[Stored data entries]
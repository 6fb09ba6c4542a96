// Copyright 2026, Jeroen van Erp <jeroen@geeko.me>
// SPDX-License-Identifier: Apache-2.0

//! Object store backed by the Kubernetes API

use crate::constants::OPERATOR_NAME;
use crate::error::Result;
use crate::reflect::kind::Reflectable;
use crate::store::{label_selector, ObjectStore};
use async_trait::async_trait;
use kube::{
    api::{DeleteParams, ListParams, PostParams},
    Api, Client, ResourceExt,
};
use std::collections::BTreeMap;
use std::marker::PhantomData;
use tracing::{debug, instrument};

/// [`ObjectStore`] implementation talking to the API server through `kube::Api`
pub struct KubeStore<K> {
    client: Client,
    kind: PhantomData<fn() -> K>,
}

impl<K: Reflectable> KubeStore<K> {
    pub fn new(client: Client) -> Self {
        Self {
            client,
            kind: PhantomData,
        }
    }

    fn namespaced(&self, namespace: &str) -> Api<K> {
        Api::namespaced(self.client.clone(), namespace)
    }

    fn post_params() -> PostParams {
        PostParams {
            field_manager: Some(OPERATOR_NAME.to_string()),
            ..Default::default()
        }
    }
}

impl<K> Clone for KubeStore<K> {
    fn clone(&self) -> Self {
        Self {
            client: self.client.clone(),
            kind: PhantomData,
        }
    }
}

#[async_trait]
impl<K: Reflectable> ObjectStore<K> for KubeStore<K> {
    #[instrument(skip(self), fields(kind = %K::object_kind()))]
    async fn get(&self, namespace: &str, name: &str) -> Result<Option<K>> {
        Ok(self.namespaced(namespace).get_opt(name).await?)
    }

    #[instrument(skip(self), fields(kind = %K::object_kind()))]
    async fn list(&self, selector: &BTreeMap<String, String>) -> Result<Vec<K>> {
        let api: Api<K> = Api::all(self.client.clone());
        let lp = ListParams::default().labels(&label_selector(selector));
        let list = api.list(&lp).await?;
        debug!("Listed {} objects", list.items.len());
        Ok(list.items)
    }

    async fn create(&self, obj: &K) -> Result<K> {
        let namespace = obj.namespace().unwrap_or_default();
        Ok(self
            .namespaced(&namespace)
            .create(&Self::post_params(), obj)
            .await?)
    }

    async fn update(&self, obj: &K) -> Result<K> {
        let namespace = obj.namespace().unwrap_or_default();
        Ok(self
            .namespaced(&namespace)
            .replace(&obj.name_any(), &Self::post_params(), obj)
            .await?)
    }

    async fn delete(&self, obj: &K) -> Result<()> {
        let namespace = obj.namespace().unwrap_or_default();
        self.namespaced(&namespace)
            .delete(&obj.name_any(), &DeleteParams::default())
            .await?;
        Ok(())
    }
}
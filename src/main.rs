// Copyright 2026, Jeroen van Erp <jeroen@geeko.me>
// SPDX-License-Identifier: Apache-2.0
use anyhow::Result;
use k8s_openapi::api::core::v1::{ConfigMap, Secret};
use kube::Client;
use tracing::info;

use config_reflector::config::Config;
use config_reflector::controller::ReflectorController;
use config_reflector::reflect::Reflectable;

#[tokio::main]
async fn main() -> Result<()> {
    // Initialize tracing
    tracing_subscriber::fmt::init();

    info!("Starting config-reflector");

    // Load configuration
    let config = Config::from_env()?;
    info!(
        "Configuration loaded: configmaps={}, secrets={}, error_requeue={:?}",
        config.reflect_configmaps, config.reflect_secrets, config.error_requeue
    );

    // Create Kubernetes client
    let client = Client::try_default().await?;
    info!("Connected to Kubernetes cluster");

    let configmaps = run_if::<ConfigMap>(config.reflect_configmaps, client.clone(), &config);
    let secrets = run_if::<Secret>(config.reflect_secrets, client, &config);

    tokio::try_join!(configmaps, secrets)?;

    info!("All reflectors stopped, shutting down");
    Ok(())
}

/// Run the controller for one kind, if enabled
async fn run_if<K: Reflectable>(enabled: bool, client: Client, config: &Config) -> Result<()> {
    if !enabled {
        info!("{} reflection disabled", K::object_kind());
        return Ok(());
    }

    info!("Starting {} reflector...", K::object_kind());
    ReflectorController::<K>::new(client, config.clone()).run().await
}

Your instructions → All lines of the records above with the word "ListParams" in them are to be copied.

Answer to the problem →
    api::{DeleteParams, ListParams, PostParams},
        let lp = ListParams::default().labels(&label_selector(selector));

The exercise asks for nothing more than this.